WORK ITEM —
Take the entries that follow and return exactly the lines from the one holding "let [chat_area, input_area, tokens_area]" through the one holding "app.query_chat_width = chat_area.width.saturating_sub(2);", both included. Nothing else is needed.

----

use ratatui::{
    Frame,
    layout::{Constraint, Layout, Rect},
    style::{Color, Modifier, Style, Stylize},
    text::{Line, Span, Text},
    widgets::{Block, Borders, Clear, List, ListItem, Paragraph, Wrap},
};
use crate::app::{App, InputMode, ParamField};

/// Parse a line of text and convert **bold** markdown to styled spans
fn parse_markdown_line(text: &str) -> Line<'static> {
    let mut spans: Vec<Span<'static>> = Vec::new();
    let mut rest = text;

    while let Some(start) = rest.find("**") {
        let after_open = &rest[start + 2..];
        match after_open.find("**") {
            Some(end) if end > 0 => {
                if start > 0 {
                    spans.push(Span::raw(rest[..start].to_string()));
                }
                spans.push(Span::styled(
                    after_open[..end].to_string(),
                    Style::default().add_modifier(Modifier::BOLD),
                ));
                rest = &after_open[end + 2..];
            }
            // No closing marker: keep the rest literal
            _ => break,
        }
    }

    if !rest.is_empty() {
        spans.push(Span::raw(rest.to_string()));
    }

    if spans.is_empty() {
        Line::default()
    } else {
        Line::from(spans)
    }
}

/// Mask a secret for display, keeping the last four characters.
fn mask_key(key: &str) -> String {
    let char_count = key.chars().count();
    if char_count <= 4 {
        "*".repeat(char_count)
    } else {
        let masked_len = char_count - 4;
        let last_four: String = key.chars().skip(masked_len).collect();
        format!("{}...{}", "*".repeat(masked_len.min(20)), last_four)
    }
}

fn centered_popup(area: Rect, width: u16, height: u16) -> Rect {
    let width = width.min(area.width.saturating_sub(4));
    let height = height.min(area.height.saturating_sub(4));
    let x = area.x + (area.width.saturating_sub(width)) / 2;
    let y = area.y + (area.height.saturating_sub(height)) / 2;
    Rect::new(x, y, width, height)
}

pub fn render(app: &mut App, frame: &mut Frame) {
    let area = frame.area();

    let [header_area, body_area, footer_area] = Layout::vertical([
        Constraint::Length(1),
        Constraint::Min(0),
        Constraint::Length(1),
    ])
    .areas(area);

    render_header(app, frame, header_area);

    let [settings_area, chat_area] = Layout::horizontal([
        Constraint::Percentage(30),
        Constraint::Percentage(70),
    ])
    .areas(body_area);

    render_settings(app, frame, settings_area);
    render_chat(app, frame, chat_area);
    render_footer(app, frame, footer_area);

    if app.show_api_key_input {
        render_api_key_input(app, frame, area);
    } else if app.show_preset_picker {
        render_preset_picker(app, frame, area);
    }
}

fn render_header(app: &App, frame: &mut Frame, area: Rect) {
    let title = Line::from(vec![
        Span::styled(" chatpad ", Style::default().fg(Color::Cyan).bold()),
        Span::styled(
            format!("{} [{}] ", app.config.model, app.variant.display_name()),
            Style::default().fg(Color::White),
        ),
        Span::styled(
            format!("v{}", env!("CARGO_PKG_VERSION")),
            Style::default().fg(Color::DarkGray),
        ),
    ]);

    let header = Paragraph::new(title).style(Style::default().bg(Color::DarkGray));
    frame.render_widget(header, area);
}

fn render_footer(app: &App, frame: &mut Frame, area: Rect) {
    let (mode_text, mode_style) = match app.input_mode {
        InputMode::Normal => (" NORMAL ", Style::default().bg(Color::Blue).fg(Color::White)),
        InputMode::Editing => (" INSERT ", Style::default().bg(Color::Yellow).fg(Color::Black)),
    };

    // Key style: dark background with bright text for visibility on both light/dark terminals
    let key_style = Style::default().bg(Color::DarkGray).fg(Color::White);
    let label_style = Style::default().bg(Color::Black).fg(Color::White);

    let keys: &[(&str, &str)] = if app.show_api_key_input || app.show_preset_picker {
        &[(" Enter ", " select "), (" Esc ", " cancel ")]
    } else {
        match app.input_mode {
            InputMode::Editing => &[(" Enter ", " submit "), (" Esc ", " normal mode ")],
            InputMode::Normal => &[
                (" i ", " type "),
                (" a ", " API key "),
                (" p ", " preset "),
                (" \u{2191}\u{2193}\u{2190}\u{2192} ", " parameters "),
                (" j/k ", " scroll "),
                (" n ", " new conversation "),
                (" q ", " quit "),
            ],
        }
    };

    let mut spans = vec![
        Span::styled(mode_text, mode_style),
        Span::styled(" ", label_style),
    ];
    for (key, label) in keys {
        spans.push(Span::styled(*key, key_style));
        spans.push(Span::styled(*label, label_style));
    }

    let footer = Paragraph::new(Line::from(spans)).style(Style::default().bg(Color::Black));
    frame.render_widget(footer, area);
}

fn render_settings(app: &App, frame: &mut Frame, area: Rect) {
    let [key_area, preset_area, preview_area, params_area] = Layout::vertical([
        Constraint::Length(3),
        Constraint::Length(3),
        Constraint::Min(3),
        Constraint::Length(5),
    ])
    .areas(area);

    let key_text = if app.credential.is_empty() {
        Span::styled("not set (press a)", Style::default().fg(Color::Red))
    } else {
        Span::styled(mask_key(&app.credential), Style::default().fg(Color::Green))
    };
    let key_widget = Paragraph::new(Line::from(key_text)).block(
        Block::default()
            .borders(Borders::ALL)
            .border_style(Style::default().fg(Color::DarkGray))
            .title(" OpenAI API Key "),
    );
    frame.render_widget(key_widget, key_area);

    let preset_widget = Paragraph::new(app.selected_preset.as_str())
        .style(Style::default().fg(Color::Magenta))
        .block(
            Block::default()
                .borders(Borders::ALL)
                .border_style(Style::default().fg(Color::DarkGray))
                .title(format!(" Instruction ({} presets) ", app.preset_labels.len())),
        );
    frame.render_widget(preset_widget, preset_area);

    let instruction = app.instruction();
    let preview_text = if instruction.is_empty() {
        Text::from(Span::styled(
            "No system instruction",
            Style::default().fg(Color::DarkGray).add_modifier(Modifier::ITALIC),
        ))
    } else {
        Text::from(instruction.trim().to_string())
    };
    let preview = Paragraph::new(preview_text)
        .wrap(Wrap { trim: true })
        .block(
            Block::default()
                .borders(Borders::ALL)
                .border_style(Style::default().fg(Color::DarkGray))
                .title(" Preview "),
        );
    frame.render_widget(preview, preview_area);

    let items: Vec<ListItem> = ParamField::all()
        .iter()
        .map(|field| {
            let selected = *field == app.current_param();
            let style = if selected {
                Style::default().fg(Color::Yellow).add_modifier(Modifier::BOLD)
            } else {
                Style::default()
            };
            let prefix = if selected { "> " } else { "  " };
            ListItem::new(format!("{}{}: {}", prefix, field.label(), app.param_value(*field)))
                .style(style)
        })
        .collect();
    let params = List::new(items).block(
        Block::default()
            .borders(Borders::ALL)
            .border_style(Style::default().fg(Color::DarkGray))
            .title(" Advanced parameters "),
    );
    frame.render_widget(params, params_area);
}

fn render_chat(app: &mut App, frame: &mut Frame, area: Rect) {
    let [chat_area, input_area, tokens_area] = Layout::vertical([
        Constraint::Min(0),
        Constraint::Length(3),
        Constraint::Length(1),
    ])
    .areas(area);

    // Store chat area dimensions for scroll calculations (inner size minus borders)
    app.query_chat_height = chat_area.height.saturating_sub(2);
    app.query_chat_width = chat_area.width.saturating_sub(2);

    let chat_block = Block::default()
        .borders(Borders::ALL)
        .border_style(Style::default().fg(Color::Cyan))
        .title(" Conversation ");

    let pairs = app.display_pairs();
    let chat_text = if pairs.is_empty() && !app.query_loading {
        Text::from(Span::styled(
            "Enter text and press enter...",
            Style::default().fg(Color::DarkGray),
        ))
    } else {
        let mut lines: Vec<Line> = Vec::new();

        for (prompt, reply) in &pairs {
            lines.push(Line::from(Span::styled(
                "You:",
                Style::default().fg(Color::Cyan).add_modifier(Modifier::BOLD),
            )));
            for line in prompt.lines() {
                lines.push(Line::from(line.to_string()));
            }
            lines.push(Line::default());

            let is_error = reply.starts_with("Error: ");
            lines.push(Line::from(Span::styled(
                "AI:",
                Style::default().fg(Color::Yellow).add_modifier(Modifier::BOLD),
            )));
            for line in reply.lines() {
                if is_error {
                    lines.push(Line::from(Span::styled(line.to_string(), Style::default().fg(Color::Red))));
                } else {
                    lines.push(parse_markdown_line(line));
                }
            }
            lines.push(Line::default());
        }

        if app.query_loading {
            lines.push(Line::from(Span::styled(
                "AI:",
                Style::default().fg(Color::Yellow).add_modifier(Modifier::BOLD),
            )));
            // Animated ellipsis: cycles through ".", "..", "..."
            let dots = ".".repeat((app.animation_frame as usize) + 1);
            lines.push(Line::from(Span::styled(
                format!("Thinking{}", dots),
                Style::default().fg(Color::DarkGray).add_modifier(Modifier::ITALIC),
            )));
        }

        Text::from(lines)
    };

    let chat = Paragraph::new(chat_text)
        .block(chat_block)
        .wrap(Wrap { trim: false })
        .scroll((app.query_scroll, 0));
    frame.render_widget(chat, chat_area);

    let input_border_color = if app.input_mode == InputMode::Editing {
        Color::Yellow
    } else {
        Color::DarkGray
    };
    let input_block = Block::default()
        .borders(Borders::ALL)
        .border_style(Style::default().fg(input_border_color))
        .title(" Message ");

    // Horizontal scrolling keeps the cursor inside the box
    let inner_width = input_area.width.saturating_sub(2) as usize;
    let cursor_pos = app.query_cursor;
    let scroll_offset = if inner_width > 0 && cursor_pos >= inner_width {
        cursor_pos - inner_width + 1
    } else {
        0
    };
    let visible_text: String = app.query_input
        .chars()
        .skip(scroll_offset)
        .take(inner_width)
        .collect();

    let input = Paragraph::new(visible_text)
        .style(Style::default().fg(Color::Cyan))
        .block(input_block);
    frame.render_widget(input, input_area);

    if app.input_mode == InputMode::Editing && !app.show_api_key_input && !app.show_preset_picker {
        let cursor_x = (cursor_pos - scroll_offset) as u16;
        frame.set_cursor_position((input_area.x + cursor_x + 1, input_area.y + 1));
    }

    let tokens = Paragraph::new(Line::from(app.token_line()).right_aligned())
        .style(Style::default().fg(Color::DarkGray));
    frame.render_widget(tokens, tokens_area);
}

fn render_preset_picker(app: &mut App, frame: &mut Frame, area: Rect) {
    let popup_area = centered_popup(area, 50, app.preset_labels.len() as u16 + 2);
    frame.render_widget(Clear, popup_area);

    let block = Block::default()
        .borders(Borders::ALL)
        .border_style(Style::default().fg(Color::Cyan))
        .title(" Set a custom instruction for the chatbot ");

    let items: Vec<ListItem> = app
        .preset_labels
        .iter()
        .map(|label| {
            let style = if *label == app.selected_preset {
                Style::default().fg(Color::Green).add_modifier(Modifier::BOLD)
            } else {
                Style::default()
            };
            ListItem::new(format!(" {} ", label)).style(style)
        })
        .collect();

    let list = List::new(items)
        .block(block)
        .highlight_style(
            Style::default()
                .bg(Color::Blue)
                .fg(Color::White)
                .add_modifier(Modifier::BOLD),
        )
        .highlight_symbol("> ");

    frame.render_stateful_widget(list, popup_area, &mut app.preset_picker_state);
}

fn render_api_key_input(app: &App, frame: &mut Frame, area: Rect) {
    let popup_area = centered_popup(area, 60, 7);
    frame.render_widget(Clear, popup_area);

    let block = Block::default()
        .borders(Borders::ALL)
        .border_style(Style::default().fg(Color::Yellow))
        .title(" Enter your OpenAI API Key ");

    let inner = block.inner(popup_area);
    frame.render_widget(block, popup_area);

    let instructions = Paragraph::new("Paste your key. Enter to use it for this session, Esc to cancel.")
        .style(Style::default().fg(Color::DarkGray));
    frame.render_widget(instructions, Rect::new(inner.x, inner.y, inner.width, 1));

    let input_area = Rect::new(inner.x, inner.y + 2, inner.width, 1);
    let input = Paragraph::new(mask_key(&app.api_key_input))
        .style(Style::default().fg(Color::Cyan));
    frame.render_widget(input, input_area);

    let cursor_x = app.api_key_input_cursor.min(input_area.width as usize) as u16;
    frame.set_cursor_position((input_area.x + cursor_x, input_area.y));

    let status = Paragraph::new("The key is kept in memory only and never written to disk.")
        .style(Style::default().fg(Color::DarkGray));
    frame.render_widget(status, Rect::new(inner.x, inner.y + 4, inner.width, 1));
}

----

SOLUTION FOR THIS TASK —
    let [chat_area, input_area, tokens_area] = Layout::vertical([
        Constraint::Min(0),
        Constraint::Length(3),
        Constraint::Length(1),
    ])
    .areas(area);

    // Store chat area dimensions for scroll calculations (inner size minus borders)
    app.query_chat_height = chat_area.height.saturating_sub(2);
    app.query_chat_width = chat_area.width.saturating_sub(2);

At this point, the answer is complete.